What you will do
Go through the records below and count every line containing "values". Reply with the count alone.

Material provided
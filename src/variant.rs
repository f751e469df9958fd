//! Discriminator dispatch shared by every polymorphic wire family.
//!
//! Every family in this crate is encoded as `{"type": "<discriminator>", ...fields}`.
//! A [`VariantRegistry`] maps each legal discriminator of one family to the function
//! that decodes the remaining fields; encoding goes the other way through
//! [`encode_tagged`], using the discriminator reported by [`Variant::variant_type`].
//!
//! Families are either *strict* (unknown discriminators are rejected with
//! [`Error::UnknownVariant`]) or *open* (unknown discriminators are handed, together
//! with the whole original object, to a fallback constructor). Only content blocks
//! are open.

use crate::{Error, Result};
use serde::de::DeserializeOwned;
use serde::{Serialize, Serializer};
use serde_json::{Map, Value};

/// Name of the discriminator field on the wire.
pub const DISCRIMINATOR: &str = "type";

/// Decodes the fields of one variant. The discriminator has already been removed.
pub type DecodeFn<T> = fn(Map<String, Value>) -> Result<T>;

/// Builds the catch-all variant of an open family from the untouched input object.
pub type FallbackFn<T> = fn(Map<String, Value>) -> T;

/// Capability shared by every variant of every family: report its own discriminator.
pub trait Variant {
    fn variant_type(&self) -> &'static str;
}

/// A closed (or, for content blocks, semi-open) family of wire variants.
///
/// `decode` always goes through the family's registry so that unknown discriminators
/// surface as [`Error::UnknownVariant`] instead of a generic serde message.
pub trait Family: Variant + Serialize + Sized + 'static {
    fn registry() -> &'static VariantRegistry<Self>;

    fn decode(value: Value) -> Result<Self> {
        Self::registry().decode(value)
    }

    fn encode(&self) -> Result<Value> {
        Ok(serde_json::to_value(self)?)
    }
}

/// Discriminator -> decoder table for one family.
pub struct VariantRegistry<T: 'static> {
    family: &'static str,
    entries: &'static [(&'static str, DecodeFn<T>)],
    fallback: Option<FallbackFn<T>>,
}

impl<T: 'static> VariantRegistry<T> {
    /// A family that rejects anything it does not know.
    pub const fn strict(
        family: &'static str,
        entries: &'static [(&'static str, DecodeFn<T>)],
    ) -> Self {
        Self {
            family,
            entries,
            fallback: None,
        }
    }

    /// A family that captures unknown discriminators through `fallback`.
    pub const fn open(
        family: &'static str,
        entries: &'static [(&'static str, DecodeFn<T>)],
        fallback: FallbackFn<T>,
    ) -> Self {
        Self {
            family,
            entries,
            fallback: Some(fallback),
        }
    }

    pub fn family(&self) -> &'static str {
        self.family
    }

    pub fn is_open(&self) -> bool {
        self.fallback.is_some()
    }

    pub fn lookup(&self, discriminator: &str) -> Option<DecodeFn<T>> {
        self.entries
            .iter()
            .find(|(tag, _)| *tag == discriminator)
            .map(|(_, decode)| *decode)
    }

    pub fn is_registered(&self, discriminator: &str) -> bool {
        self.lookup(discriminator).is_some()
    }

    /// Registered discriminators, in registration order (aliases included).
    pub fn discriminators(&self) -> impl Iterator<Item = &'static str> + '_ {
        self.entries.iter().map(|(tag, _)| *tag)
    }

    /// Decode one wire object.
    pub fn decode(&self, value: Value) -> Result<T> {
        match value {
            Value::Object(map) => self.decode_map(map),
            other => Err(Error::malformed(
                self.family,
                "<none>",
                format!("expected a JSON object, found {}", json_kind(&other)),
            )),
        }
    }

    pub fn decode_map(&self, mut map: Map<String, Value>) -> Result<T> {
        let decoder = match map.get(DISCRIMINATOR) {
            Some(Value::String(tag)) => self.lookup(tag),
            _ => None,
        };

        if let Some(decode) = decoder {
            map.remove(DISCRIMINATOR);
            return decode(map);
        }

        if let Some(fallback) = self.fallback {
            return Ok(fallback(map));
        }

        let found = match map.get(DISCRIMINATOR) {
            Some(Value::String(tag)) => Some(tag.clone()),
            Some(other) => Some(other.to_string()),
            None => None,
        };
        Err(Error::UnknownVariant {
            family: self.family,
            found,
        })
    }

    /// Decode a JSON array of wire objects, failing on the first bad element.
    pub fn decode_all(&self, values: Vec<Value>) -> Result<Vec<T>> {
        values.into_iter().map(|v| self.decode(v)).collect()
    }
}

/// Decode the fields of `variant` into its payload struct.
///
/// A missing mandatory field or a field of the wrong type is reported as
/// [`Error::MalformedContent`].
pub fn decode_payload<P: DeserializeOwned>(
    family: &'static str,
    variant: &str,
    map: Map<String, Value>,
) -> Result<P> {
    serde_json::from_value(Value::Object(map))
        .map_err(|e| Error::malformed(family, variant, e.to_string()))
}

/// Take an array field out of a payload map; absent means empty.
pub(crate) fn take_array(
    family: &'static str,
    variant: &str,
    map: &mut Map<String, Value>,
    key: &str,
) -> Result<Vec<Value>> {
    match map.remove(key) {
        None | Some(Value::Null) => Ok(Vec::new()),
        Some(Value::Array(items)) => Ok(items),
        Some(other) => Err(Error::malformed(
            family,
            variant,
            format!("`{}` must be an array, found {}", key, json_kind(&other)),
        )),
    }
}

/// Take a mandatory field out of a payload map.
pub(crate) fn take_required(
    family: &'static str,
    variant: &str,
    map: &mut Map<String, Value>,
    key: &str,
) -> Result<Value> {
    match map.remove(key) {
        None | Some(Value::Null) => Err(Error::malformed(
            family,
            variant,
            format!("missing field `{}`", key),
        )),
        Some(v) => Ok(v),
    }
}

/// Serialize `payload` (which must serialize as an object) with `type` set to `tag`.
pub fn encode_tagged<P: Serialize + ?Sized>(tag: &str, payload: &P) -> Result<Value> {
    let value = serde_json::to_value(payload)?;
    match value {
        Value::Object(mut fields) => {
            fields.insert(DISCRIMINATOR.to_string(), Value::String(tag.to_string()));
            Ok(Value::Object(fields))
        }
        other => Err(Error::internal(format!(
            "variant `{}` payload serialized as {}, expected an object",
            tag,
            json_kind(&other)
        ))),
    }
}

/// `serde` glue for family enums: serialize through [`encode_tagged`].
pub(crate) fn serialize_tagged<S, P>(
    tag: &str,
    payload: &P,
    serializer: S,
) -> std::result::Result<S::Ok, S::Error>
where
    S: Serializer,
    P: Serialize + ?Sized,
{
    encode_tagged(tag, payload)
        .map_err(serde::ser::Error::custom)?
        .serialize(serializer)
}

/// Implement `Deserialize` for a [`Family`] by routing through its registry.
macro_rules! deserialize_via_registry {
    ($ty:ty) => {
        impl<'de> serde::Deserialize<'de> for $ty {
            fn deserialize<D>(deserializer: D) -> std::result::Result<Self, D::Error>
            where
                D: serde::Deserializer<'de>,
            {
                let value = <serde_json::Value as serde::Deserialize>::deserialize(deserializer)?;
                <$ty as $crate::variant::Family>::decode(value).map_err(serde::de::Error::custom)
            }
        }
    };
}
pub(crate) use deserialize_via_registry;

pub(crate) fn json_kind(value: &Value) -> &'static str {
    match value {
        Value::Null => "null",
        Value::Bool(_) => "a boolean",
        Value::Number(_) => "a number",
        Value::String(_) => "a string",
        Value::Array(_) => "an array",
        Value::Object(_) => "an object",
    }
}
//! Inference responses, streamed inference chunks, and the small acknowledgement
//! records returned by feedback and evaluation calls.
//!
//! Chat and JSON results carry no discriminator on the wire; they are told apart by
//! shape. A chat response has a `content` array and a JSON response an `output` object.
//! Chunks use `content` versus `raw` the same way.

use super::chunk::ContentBlockChunk;
use super::content::ContentBlock;
use crate::variant::{decode_payload, take_array, Family, Variant};
use crate::{Error, Result};
use serde::{Deserialize, Deserializer, Serialize, Serializer};
use serde_json::{Map, Value};
use uuid::Uuid;

#[derive(Debug, Clone, Copy, Default, PartialEq, Eq, Serialize, Deserialize)]
pub struct Usage {
    pub input_tokens: u32,
    pub output_tokens: u32,
}

impl Usage {
    pub fn total(&self) -> u32 {
        self.input_tokens.saturating_add(self.output_tokens)
    }
}

#[derive(Debug, Clone, Copy, PartialEq, Eq, Serialize, Deserialize)]
#[serde(rename_all = "snake_case")]
pub enum FinishReason {
    Stop,
    Length,
    ToolCall,
    ContentFilter,
    Unknown,
}

#[derive(Debug, Clone, PartialEq, Serialize, Deserialize)]
pub struct ChatInferenceResponse {
    pub inference_id: Uuid,
    pub episode_id: Uuid,
    pub variant_name: String,
    pub content: Vec<ContentBlock>,
    pub usage: Usage,
    #[serde(default, skip_serializing_if = "Option::is_none")]
    pub finish_reason: Option<FinishReason>,
    #[serde(default, skip_serializing_if = "Option::is_none")]
    pub original_response: Option<String>,
}

#[derive(Debug, Clone, Default, PartialEq, Serialize, Deserialize)]
pub struct JsonInferenceOutput {
    #[serde(default, skip_serializing_if = "Option::is_none")]
    pub raw: Option<String>,
    #[serde(default, skip_serializing_if = "Option::is_none")]
    pub parsed: Option<Map<String, Value>>,
}

#[derive(Debug, Clone, PartialEq, Serialize, Deserialize)]
pub struct JsonInferenceResponse {
    pub inference_id: Uuid,
    pub episode_id: Uuid,
    pub variant_name: String,
    pub output: JsonInferenceOutput,
    pub usage: Usage,
    #[serde(default, skip_serializing_if = "Option::is_none")]
    pub finish_reason: Option<FinishReason>,
    #[serde(default, skip_serializing_if = "Option::is_none")]
    pub original_response: Option<String>,
}

/// Result of a non-streaming inference.
#[derive(Debug, Clone, PartialEq)]
pub enum InferenceResponse {
    Chat(ChatInferenceResponse),
    Json(JsonInferenceResponse),
}

impl InferenceResponse {
    pub fn decode(value: Value) -> Result<Self> {
        const FAMILY: &str = "inference_response";
        let mut map = match value {
            Value::Object(map) => map,
            _ => return Err(Error::unknown_variant(FAMILY, None)),
        };
        if matches!(map.get("content"), Some(Value::Array(_))) {
            let raw = take_array(FAMILY, "chat", &mut map, "content")?;
            let content = ContentBlock::registry().decode_all(raw)?;
            map.insert("content".into(), Value::Array(Vec::new()));
            let mut chat: ChatInferenceResponse = decode_payload(FAMILY, "chat", map)?;
            chat.content = content;
            Ok(InferenceResponse::Chat(chat))
        } else if matches!(map.get("output"), Some(Value::Object(_))) {
            decode_payload(FAMILY, "json", map).map(InferenceResponse::Json)
        } else {
            Err(Error::unknown_variant(FAMILY, None))
        }
    }

    pub fn inference_id(&self) -> Uuid {
        match self {
            InferenceResponse::Chat(r) => r.inference_id,
            InferenceResponse::Json(r) => r.inference_id,
        }
    }

    pub fn episode_id(&self) -> Uuid {
        match self {
            InferenceResponse::Chat(r) => r.episode_id,
            InferenceResponse::Json(r) => r.episode_id,
        }
    }

    pub fn variant_name(&self) -> &str {
        match self {
            InferenceResponse::Chat(r) => &r.variant_name,
            InferenceResponse::Json(r) => &r.variant_name,
        }
    }

    pub fn usage(&self) -> Usage {
        match self {
            InferenceResponse::Chat(r) => r.usage,
            InferenceResponse::Json(r) => r.usage,
        }
    }

    pub fn finish_reason(&self) -> Option<FinishReason> {
        match self {
            InferenceResponse::Chat(r) => r.finish_reason,
            InferenceResponse::Json(r) => r.finish_reason,
        }
    }

    pub fn original_response(&self) -> Option<&str> {
        match self {
            InferenceResponse::Chat(r) => r.original_response.as_deref(),
            InferenceResponse::Json(r) => r.original_response.as_deref(),
        }
    }

    pub fn as_chat(&self) -> Option<&ChatInferenceResponse> {
        match self {
            InferenceResponse::Chat(r) => Some(r),
            InferenceResponse::Json(_) => None,
        }
    }

    pub fn as_json(&self) -> Option<&JsonInferenceResponse> {
        match self {
            InferenceResponse::Chat(_) => None,
            InferenceResponse::Json(r) => Some(r),
        }
    }
}

impl Variant for InferenceResponse {
    fn variant_type(&self) -> &'static str {
        match self {
            InferenceResponse::Chat(_) => "chat",
            InferenceResponse::Json(_) => "json",
        }
    }
}

impl Serialize for InferenceResponse {
    fn serialize<S: Serializer>(&self, serializer: S) -> std::result::Result<S::Ok, S::Error> {
        match self {
            InferenceResponse::Chat(r) => r.serialize(serializer),
            InferenceResponse::Json(r) => r.serialize(serializer),
        }
    }
}

impl<'de> Deserialize<'de> for InferenceResponse {
    fn deserialize<D: Deserializer<'de>>(deserializer: D) -> std::result::Result<Self, D::Error> {
        let value = Value::deserialize(deserializer)?;
        Self::decode(value).map_err(serde::de::Error::custom)
    }
}

#[derive(Debug, Clone, PartialEq, Serialize, Deserialize)]
pub struct ChatChunk {
    pub inference_id: Uuid,
    pub episode_id: Uuid,
    pub variant_name: String,
    pub content: Vec<ContentBlockChunk>,
    #[serde(default, skip_serializing_if = "Option::is_none")]
    pub usage: Option<Usage>,
    #[serde(default, skip_serializing_if = "Option::is_none")]
    pub finish_reason: Option<FinishReason>,
}

#[derive(Debug, Clone, PartialEq, Serialize, Deserialize)]
pub struct JsonChunk {
    pub inference_id: Uuid,
    pub episode_id: Uuid,
    pub variant_name: String,
    pub raw: String,
    #[serde(default, skip_serializing_if = "Option::is_none")]
    pub usage: Option<Usage>,
    #[serde(default, skip_serializing_if = "Option::is_none")]
    pub finish_reason: Option<FinishReason>,
}

/// One incremental unit of a streamed inference.
#[derive(Debug, Clone, PartialEq)]
pub enum InferenceChunk {
    Chat(ChatChunk),
    Json(JsonChunk),
}

impl InferenceChunk {
    pub fn decode(value: Value) -> Result<Self> {
        const FAMILY: &str = "inference_chunk";
        let mut map = match value {
            Value::Object(map) => map,
            _ => return Err(Error::unknown_variant(FAMILY, None)),
        };
        if matches!(map.get("content"), Some(Value::Array(_))) {
            let raw = take_array(FAMILY, "chat", &mut map, "content")?;
            let content = ContentBlockChunk::registry().decode_all(raw)?;
            map.insert("content".into(), Value::Array(Vec::new()));
            let mut chunk: ChatChunk = decode_payload(FAMILY, "chat", map)?;
            chunk.content = content;
            Ok(InferenceChunk::Chat(chunk))
        } else if matches!(map.get("raw"), Some(Value::String(_))) {
            decode_payload(FAMILY, "json", map).map(InferenceChunk::Json)
        } else {
            Err(Error::unknown_variant(FAMILY, None))
        }
    }

    pub fn inference_id(&self) -> Uuid {
        match self {
            InferenceChunk::Chat(c) => c.inference_id,
            InferenceChunk::Json(c) => c.inference_id,
        }
    }

    pub fn episode_id(&self) -> Uuid {
        match self {
            InferenceChunk::Chat(c) => c.episode_id,
            InferenceChunk::Json(c) => c.episode_id,
        }
    }

    pub fn variant_name(&self) -> &str {
        match self {
            InferenceChunk::Chat(c) => &c.variant_name,
            InferenceChunk::Json(c) => &c.variant_name,
        }
    }

    pub fn usage(&self) -> Option<Usage> {
        match self {
            InferenceChunk::Chat(c) => c.usage,
            InferenceChunk::Json(c) => c.usage,
        }
    }

    pub fn finish_reason(&self) -> Option<FinishReason> {
        match self {
            InferenceChunk::Chat(c) => c.finish_reason,
            InferenceChunk::Json(c) => c.finish_reason,
        }
    }
}

impl Variant for InferenceChunk {
    fn variant_type(&self) -> &'static str {
        match self {
            InferenceChunk::Chat(_) => "chat",
            InferenceChunk::Json(_) => "json",
        }
    }
}

impl Serialize for InferenceChunk {
    fn serialize<S: Serializer>(&self, serializer: S) -> std::result::Result<S::Ok, S::Error> {
        match self {
            InferenceChunk::Chat(c) => c.serialize(serializer),
            InferenceChunk::Json(c) => c.serialize(serializer),
        }
    }
}

impl<'de> Deserialize<'de> for InferenceChunk {
    fn deserialize<D: Deserializer<'de>>(deserializer: D) -> std::result::Result<Self, D::Error> {
        let value = Value::deserialize(deserializer)?;
        Self::decode(value).map_err(serde::de::Error::custom)
    }
}

#[derive(Debug, Clone, Copy, PartialEq, Eq, Serialize, Deserialize)]
pub struct FeedbackResponse {
    pub feedback_id: Uuid,
}

#[derive(Debug, Clone, Copy, PartialEq, Eq, Serialize, Deserialize)]
pub struct DynamicEvaluationRunResponse {
    pub run_id: Uuid,
}

#[derive(Debug, Clone, Copy, PartialEq, Eq, Serialize, Deserialize)]
pub struct DynamicEvaluationRunEpisodeResponse {
    pub episode_id: Uuid,
}

#[cfg(test)]
mod tests {
    use super::*;
    use serde_json::json;

    const INF: &str = "01968d04-142c-7e53-8ea7-3a3255b518dc";
    const EP: &str = "01968d04-142c-7e53-8ea7-3a3255b518dd";

    #[test]
    fn usage_total_saturates() {
        let usage: Usage =
            serde_json::from_value(json!({"input_tokens": u32::MAX, "output_tokens": 10})).unwrap();
        assert_eq!(usage.total(), u32::MAX);
    }

    #[test]
    fn chat_response_by_shape() {
        let resp = InferenceResponse::decode(json!({
            "inference_id": INF,
            "episode_id": EP,
            "variant_name": "gpt",
            "content": [
                {"type": "text", "text": "Hi"},
                {"type": "x_provider_block", "model_provider_name": "acme"}
            ],
            "usage": {"input_tokens": 3, "output_tokens": 1},
            "finish_reason": "stop"
        }))
        .unwrap();
        assert_eq!(resp.variant_type(), "chat");
        assert_eq!(resp.variant_name(), "gpt");
        assert_eq!(resp.usage().total(), 4);
        assert_eq!(resp.finish_reason(), Some(FinishReason::Stop));
        let chat = resp.as_chat().unwrap();
        assert_eq!(chat.content[0].as_text(), Some("Hi"));
        assert!(chat.content[1].is_unknown());
        assert!(resp.original_response().is_none());
    }

    #[test]
    fn json_response_by_shape() {
        let resp = InferenceResponse::decode(json!({
            "inference_id": INF,
            "episode_id": EP,
            "variant_name": "v",
            "output": {"raw": "{\"a\":1}", "parsed": {"a": 1}},
            "usage": {"input_tokens": 1, "output_tokens": 1},
            "original_response": "{...}"
        }))
        .unwrap();
        let json_resp = resp.as_json().unwrap();
        assert_eq!(json_resp.output.parsed.as_ref().unwrap()["a"], json!(1));
        assert_eq!(resp.original_response(), Some("{...}"));
        let back = serde_json::to_value(&resp).unwrap();
        assert_eq!(InferenceResponse::decode(back).unwrap(), resp);
    }

    #[test]
    fn unrecognized_shape_is_unknown_variant() {
        assert!(matches!(
            InferenceResponse::decode(json!({"inference_id": INF})),
            Err(Error::UnknownVariant {
                family: "inference_response",
                ..
            })
        ));
        assert!(matches!(
            InferenceChunk::decode(json!([])),
            Err(Error::UnknownVariant { .. })
        ));
    }

    #[test]
    fn chunk_with_bogus_block_is_unknown_variant() {
        let err = InferenceChunk::decode(json!({
            "inference_id": INF,
            "episode_id": EP,
            "variant_name": "v",
            "content": [{"type": "bogus", "id": "0"}]
        }))
        .unwrap_err();
        assert!(matches!(
            err,
            Error::UnknownVariant {
                family: "content_block_chunk",
                ..
            }
        ));
    }

    #[test]
    fn json_chunk_round_trips() {
        let chunk = InferenceChunk::decode(json!({
            "inference_id": INF,
            "episode_id": EP,
            "variant_name": "v",
            "raw": "{\"par",
            "usage": {"input_tokens": 2, "output_tokens": 5}
        }))
        .unwrap();
        assert_eq!(chunk.variant_type(), "json");
        assert_eq!(chunk.usage(), Some(Usage { input_tokens: 2, output_tokens: 5 }));
        let v = serde_json::to_value(&chunk).unwrap();
        assert!(v.get("finish_reason").is_none());
        assert_eq!(serde_json::from_value::<InferenceChunk>(v).unwrap(), chunk);
    }
}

Exercise output
2